Des limites écologiques planétaires à ne pas dépasser
Ces changements écologiques d’ampleur planétaire posent toutefois de nombreuses questions auxquelles les scientifiques ont parfois du mal à répondre. Parmi ces questions, les plus préoccupantes touchent à l’incertitude et à l’irréversibilité de certains impacts de l’activité humaine sur la biosphère. Ainsi, depuis quelques années, plusieurs articles publiés dans des revues aussi prestigieuses que Nature, et cosignés par plusieurs dizaines de scientifiques de renom, alertent sur les risques d’un effondrement global de la biosphère du fait d’un dépassement de certains seuils écologiques planétaires.

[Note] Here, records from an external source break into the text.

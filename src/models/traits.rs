//! Estimator interface separating the forecasting loop from the model internals.

use crate::error::{ForecastError, Result};

/// Column-major exogenous regressors with named columns.
#[derive(Debug, Clone, Default, PartialEq)]
pub struct ExogMatrix {
    names: Vec<String>,
    columns: Vec<Vec<f64>>,
    rows: usize,
}

impl ExogMatrix {
    /// Build from row-major observations, one value per name in each row.
    pub fn from_rows(names: Vec<String>, rows: &[Vec<f64>]) -> Result<Self> {
        let mut columns = vec![Vec::with_capacity(rows.len()); names.len()];
        for row in rows {
            if row.len() != names.len() {
                return Err(ForecastError::DimensionMismatch {
                    expected: names.len(),
                    got: row.len(),
                });
            }
            for (column, &value) in columns.iter_mut().zip(row) {
                column.push(value);
            }
        }
        Ok(Self {
            names,
            columns,
            rows: rows.len(),
        })
    }

    /// Matrix with column names but no observations.
    pub fn empty(names: Vec<String>) -> Self {
        let columns = vec![Vec::new(); names.len()];
        Self {
            names,
            columns,
            rows: 0,
        }
    }

    pub fn names(&self) -> &[String] {
        &self.names
    }

    pub fn columns(&self) -> &[Vec<f64>] {
        &self.columns
    }

    pub fn nrows(&self) -> usize {
        self.rows
    }

    pub fn ncols(&self) -> usize {
        self.names.len()
    }

    /// Observation `t` across all columns.
    pub fn row(&self, t: usize) -> Option<Vec<f64>> {
        (t < self.rows).then(|| self.columns.iter().map(|c| c[t]).collect())
    }
}

/// Something that can be fitted to a log-scale series with exogenous regressors.
pub trait Estimator {
    type Fitted: FittedModel;

    /// Fit to `endog` (one value per row of `exog`).
    fn fit(&self, endog: &[f64], exog: &ExogMatrix) -> Result<Self::Fitted>;
}

/// An immutable fitted model.
///
/// Forecasts are produced from the end of the fitting window; `future_exog`
/// must have `steps` rows and the same columns the model was fitted with.
pub trait FittedModel {
    /// Point forecasts on the fitting scale.
    fn forecast(&self, steps: usize, future_exog: &ExogMatrix) -> Result<Vec<f64>>;

    /// Short human-readable model description.
    fn name(&self) -> &str;
}

impl<M: FittedModel + ?Sized> FittedModel for &M {
    fn forecast(&self, steps: usize, future_exog: &ExogMatrix) -> Result<Vec<f64>> {
        (**self).forecast(steps, future_exog)
    }

    fn name(&self) -> &str {
        (**self).name()
    }
}

impl<M: FittedModel + ?Sized> FittedModel for Box<M> {
    fn forecast(&self, steps: usize, future_exog: &ExogMatrix) -> Result<Vec<f64>> {
        (**self).forecast(steps, future_exog)
    }

    fn name(&self) -> &str {
        (**self).name()
    }
}
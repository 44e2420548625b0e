//! Calendar CSV loading.

use crate::core::{Calendar, CalendarRow};
use crate::data::{parse_flag, with_path, DateFormat};
use crate::error::{ForecastError, Result};
use serde::{Deserialize, Deserializer};
use std::path::Path;

#[derive(Debug, Deserialize)]
struct CalendarRecord {
    date: String,
    #[serde(default)]
    dow: Option<f64>,
    #[serde(default, deserialize_with = "flag")]
    is_weekend: Option<bool>,
    #[serde(default, deserialize_with = "flag")]
    is_national_holiday: Option<bool>,
    #[serde(default)]
    holiday_name: Option<String>,
    #[serde(default, deserialize_with = "flag")]
    is_event: Option<bool>,
    #[serde(default, deserialize_with = "flag")]
    pre_event_peak: Option<bool>,
    #[serde(default, deserialize_with = "flag")]
    is_closed: Option<bool>,
    #[serde(default, deserialize_with = "flag")]
    restock_flag: Option<bool>,
}

fn flag<'de, D>(deserializer: D) -> std::result::Result<Option<bool>, D::Error>
where
    D: Deserializer<'de>,
{
    let raw = Option::<String>::deserialize(deserializer)?;
    raw.map(|s| parse_flag(&s).map_err(serde::de::Error::custom))
        .transpose()
}

impl CalendarRecord {
    fn into_row(self, date_format: DateFormat) -> Result<(chrono::NaiveDate, CalendarRow)> {
        let date = date_format.parse(&self.date)?;
        let derived = CalendarRow::from_date(date);
        let dow = match self.dow {
            Some(d) if (0.0..=6.0).contains(&d) => d as u8,
            Some(d) => {
                return Err(ForecastError::DataLoad(format!(
                    "dow {d} out of range on {date}"
                )))
            }
            None => derived.dow,
        };
        let row = CalendarRow {
            is_closed: self.is_closed.unwrap_or(false),
            dow,
            is_weekend: self.is_weekend.unwrap_or(derived.is_weekend),
            is_event: self.is_event.unwrap_or(false),
            pre_event_peak: self.pre_event_peak.unwrap_or(false),
            restock_flag: self.restock_flag.unwrap_or(false),
            is_national_holiday: self.is_national_holiday.unwrap_or(false),
            holiday_name: self.holiday_name.filter(|n| !n.trim().is_empty()),
        };
        Ok((date, row))
    }
}

/// Load a calendar CSV (`date, dow, is_weekend, is_national_holiday,
/// holiday_name, is_event, pre_event_peak, is_closed, restock_flag`).
///
/// Only `date` is required; absent indicators default to 0 and absent
/// weekday fields are derived from the date. Duplicate dates keep the first row.
pub fn load_calendar(path: impl AsRef<Path>, date_format: DateFormat) -> Result<Calendar> {
    let path = path.as_ref();
    let read = || -> Result<Calendar> {
        let mut reader = csv::Reader::from_path(path)?;
        let mut rows = Vec::new();
        for record in reader.deserialize::<CalendarRecord>() {
            rows.push(record?.into_row(date_format)?);
        }
        Ok(Calendar::from_rows(rows))
    };
    read().map_err(|err| with_path(path, err))
}
//! CSV input and output.

mod calendar;
mod output;
mod sales;

pub use calendar::load_calendar;
pub use output::{write_evaluation_csv, write_forecast_csv, write_summary_csv};
pub use sales::{load_sales, SalesSource};

use crate::error::{ForecastError, Result};
use chrono::NaiveDate;
use serde::{Deserialize, Serialize};
use std::path::Path;

/// Date layout used by a CSV source.
#[derive(Debug, Clone, Copy, PartialEq, Eq, Default, Serialize, Deserialize)]
#[serde(rename_all = "snake_case")]
pub enum DateFormat {
    /// `YYYY-MM-DD`, optionally followed by a time of day.
    #[default]
    Iso,
    /// `M/D/YYYY`.
    MonthDayYear,
}

impl DateFormat {
    pub fn parse(&self, raw: &str) -> Result<NaiveDate> {
        let raw = raw.trim();
        let parsed = match self {
            DateFormat::Iso => NaiveDate::parse_from_str(raw, "%Y-%m-%d").or_else(|_| {
                chrono::NaiveDateTime::parse_from_str(raw, "%Y-%m-%d %H:%M:%S").map(|dt| dt.date())
            }),
            DateFormat::MonthDayYear => NaiveDate::parse_from_str(raw, "%m/%d/%Y"),
        };
        parsed.map_err(|err| ForecastError::DataLoad(format!("invalid date {raw:?}: {err}")))
    }
}

/// Parse a 0/1 indicator; accepts `1`, `1.0`, `true` and treats blanks as false.
pub(crate) fn parse_flag(raw: &str) -> Result<bool> {
    let raw = raw.trim();
    if raw.is_empty() {
        return Ok(false);
    }
    if let Ok(b) = raw.parse::<bool>() {
        return Ok(b);
    }
    raw.parse::<f64>()
        .map(|v| v != 0.0)
        .map_err(|_| ForecastError::DataLoad(format!("invalid indicator value {raw:?}")))
}

/// Prefix load errors with the file they came from.
pub(crate) fn with_path(path: &Path, err: ForecastError) -> ForecastError {
    match err {
        ForecastError::DataLoad(msg) => ForecastError::DataLoad(format!("{}: {msg}", path.display())),
        other => other,
    }
}
//! CSV writers for forecasts and evaluation results.

use crate::data::with_path;
use crate::error::Result;
use crate::evaluation::HoldoutEvaluation;
use crate::forecast::ForecastPoint;
use csv::Writer;
use serde::Serialize;
use std::path::Path;

#[derive(Serialize)]
struct ForecastRecord {
    date: String,
    forecast_sales: f64,
}

#[derive(Serialize)]
struct EvaluationRecord {
    date: String,
    actual_sales: f64,
    pred_sales: f64,
}

#[derive(Serialize)]
struct SummaryRecord<'a> {
    category: &'a str,
    mae: f64,
    rmse: f64,
    mape: Option<f64>,
    mean_actual: f64,
    mean_predicted: f64,
    train_size: usize,
    test_size: usize,
    accuracy: String,
}

fn write_records<T: Serialize>(path: &Path, records: impl IntoIterator<Item = T>) -> Result<()> {
    let write = || -> Result<()> {
        let mut writer = Writer::from_path(path)?;
        for record in records {
            writer.serialize(record)?;
        }
        writer.flush()?;
        Ok(())
    };
    write().map_err(|err| with_path(path, err))
}

/// Write `date, forecast_sales`.
pub fn write_forecast_csv(path: impl AsRef<Path>, points: &[ForecastPoint]) -> Result<()> {
    write_records(
        path.as_ref(),
        points.iter().map(|p| ForecastRecord {
            date: p.date.to_string(),
            forecast_sales: p.predicted_quantity,
        }),
    )
}

/// Write `date, actual_sales, pred_sales`.
pub fn write_evaluation_csv(path: impl AsRef<Path>, evaluation: &HoldoutEvaluation) -> Result<()> {
    write_records(
        path.as_ref(),
        evaluation.rows.iter().map(|r| EvaluationRecord {
            date: r.date.to_string(),
            actual_sales: r.actual,
            pred_sales: r.predicted,
        }),
    )
}

/// Write one summary line per evaluated category.
pub fn write_summary_csv<'a, I>(path: impl AsRef<Path>, evaluations: I) -> Result<()>
where
    I: IntoIterator<Item = (&'a str, &'a HoldoutEvaluation)>,
{
    write_records(
        path.as_ref(),
        evaluations.into_iter().map(|(category, e)| SummaryRecord {
            category,
            mae: e.metrics.mae,
            rmse: e.metrics.rmse,
            mape: e.metrics.mape,
            mean_actual: e.mean_actual,
            mean_predicted: e.mean_predicted,
            train_size: e.train_size,
            test_size: e.test_size,
            accuracy: e
                .band()
                .map(|b| b.to_string())
                .unwrap_or_else(|| "n/a".to_string()),
        }),
    )
}
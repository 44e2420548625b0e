//! Error types for the vantedjo-forecast library.

use chrono::NaiveDate;
use thiserror::Error;

/// Result type alias for forecasting operations.
pub type Result<T> = std::result::Result<T, ForecastError>;

/// Errors that can occur while loading data, fitting, forecasting or evaluating.
#[derive(Error, Debug, Clone, PartialEq)]
pub enum ForecastError {
    /// Input data is empty.
    #[error("empty input data")]
    EmptyData,

    /// Not enough rows to derive lag/MA features, seed a recursive run or split train/test.
    #[error("insufficient history: need at least {needed} rows, got {got}")]
    InsufficientHistory { needed: usize, got: usize },

    /// The estimator could not produce a usable fit.
    #[error("model failed to converge: {0}")]
    Convergence(String),

    /// Linear algebra breakdown inside the estimator.
    #[error("numerical error: {0}")]
    Numerical(String),

    /// A requested date has no calendar row.
    #[error("calendar has no row for {date}")]
    MissingCalendarCoverage { date: NaiveDate },

    /// An input file is missing or malformed.
    #[error("failed to load data: {0}")]
    DataLoad(String),

    /// Invalid parameter value.
    #[error("invalid parameter: {0}")]
    InvalidParameter(String),

    /// Dimension mismatch between data structures.
    #[error("dimension mismatch: expected {expected}, got {got}")]
    DimensionMismatch { expected: usize, got: usize },
}

impl ForecastError {
    /// Whether a baseline forecast is an acceptable substitute for this failure.
    pub fn is_model_failure(&self) -> bool {
        matches!(
            self,
            ForecastError::Convergence(_) | ForecastError::Numerical(_)
        )
    }
}

impl From<csv::Error> for ForecastError {
    fn from(err: csv::Error) -> Self {
        ForecastError::DataLoad(err.to_string())
    }
}

impl From<std::io::Error> for ForecastError {
    fn from(err: std::io::Error) -> Self {
        ForecastError::DataLoad(err.to_string())
    }
}

#[cfg(test)]
mod tests {
    use super::*;

    #[test]
    fn error_messages_are_descriptive() {
        let err = ForecastError::InsufficientHistory { needed: 8, got: 5 };
        assert_eq!(
            err.to_string(),
            "insufficient history: need at least 8 rows, got 5"
        );

        let err = ForecastError::MissingCalendarCoverage {
            date: NaiveDate::from_ymd_opt(2025, 1, 8).unwrap(),
        };
        assert_eq!(err.to_string(), "calendar has no row for 2025-01-08");

        let err = ForecastError::Convergence("objective is not finite".to_string());
        assert_eq!(
            err.to_string(),
            "model failed to converge: objective is not finite"
        );
    }

    #[test]
    fn only_estimator_failures_allow_fallback() {
        assert!(ForecastError::Convergence("x".into()).is_model_failure());
        assert!(ForecastError::Numerical("x".into()).is_model_failure());
        assert!(!ForecastError::DataLoad("x".into()).is_model_failure());
        assert!(!ForecastError::InsufficientHistory { needed: 1, got: 0 }.is_model_failure());
    }

    #[test]
    fn io_errors_become_data_load_errors() {
        let io = std::io::Error::new(std::io::ErrorKind::NotFound, "missing.csv");
        let err: ForecastError = io.into();
        assert!(matches!(err, ForecastError::DataLoad(msg) if msg.contains("missing.csv")));
    }
}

Pour Johan Rockström et ses collègues (2009), par exemple, il est clair que certains sous-systèmes biophysiques présentent des limites qui ne devraient pas être dépassées, sous peine de voir notre vaisseau planétaire dériver vers des conditions potentiellement désastreuses pour la vie humaine. Ces auteurs pensent qu’il devient urgent de préserver un espace de fonctionnement sécurisé (safe operating space) pour l’humanité, afin d’assurer le maintien de l’équilibre des processus et sous-systèmes biophysiques planétaires.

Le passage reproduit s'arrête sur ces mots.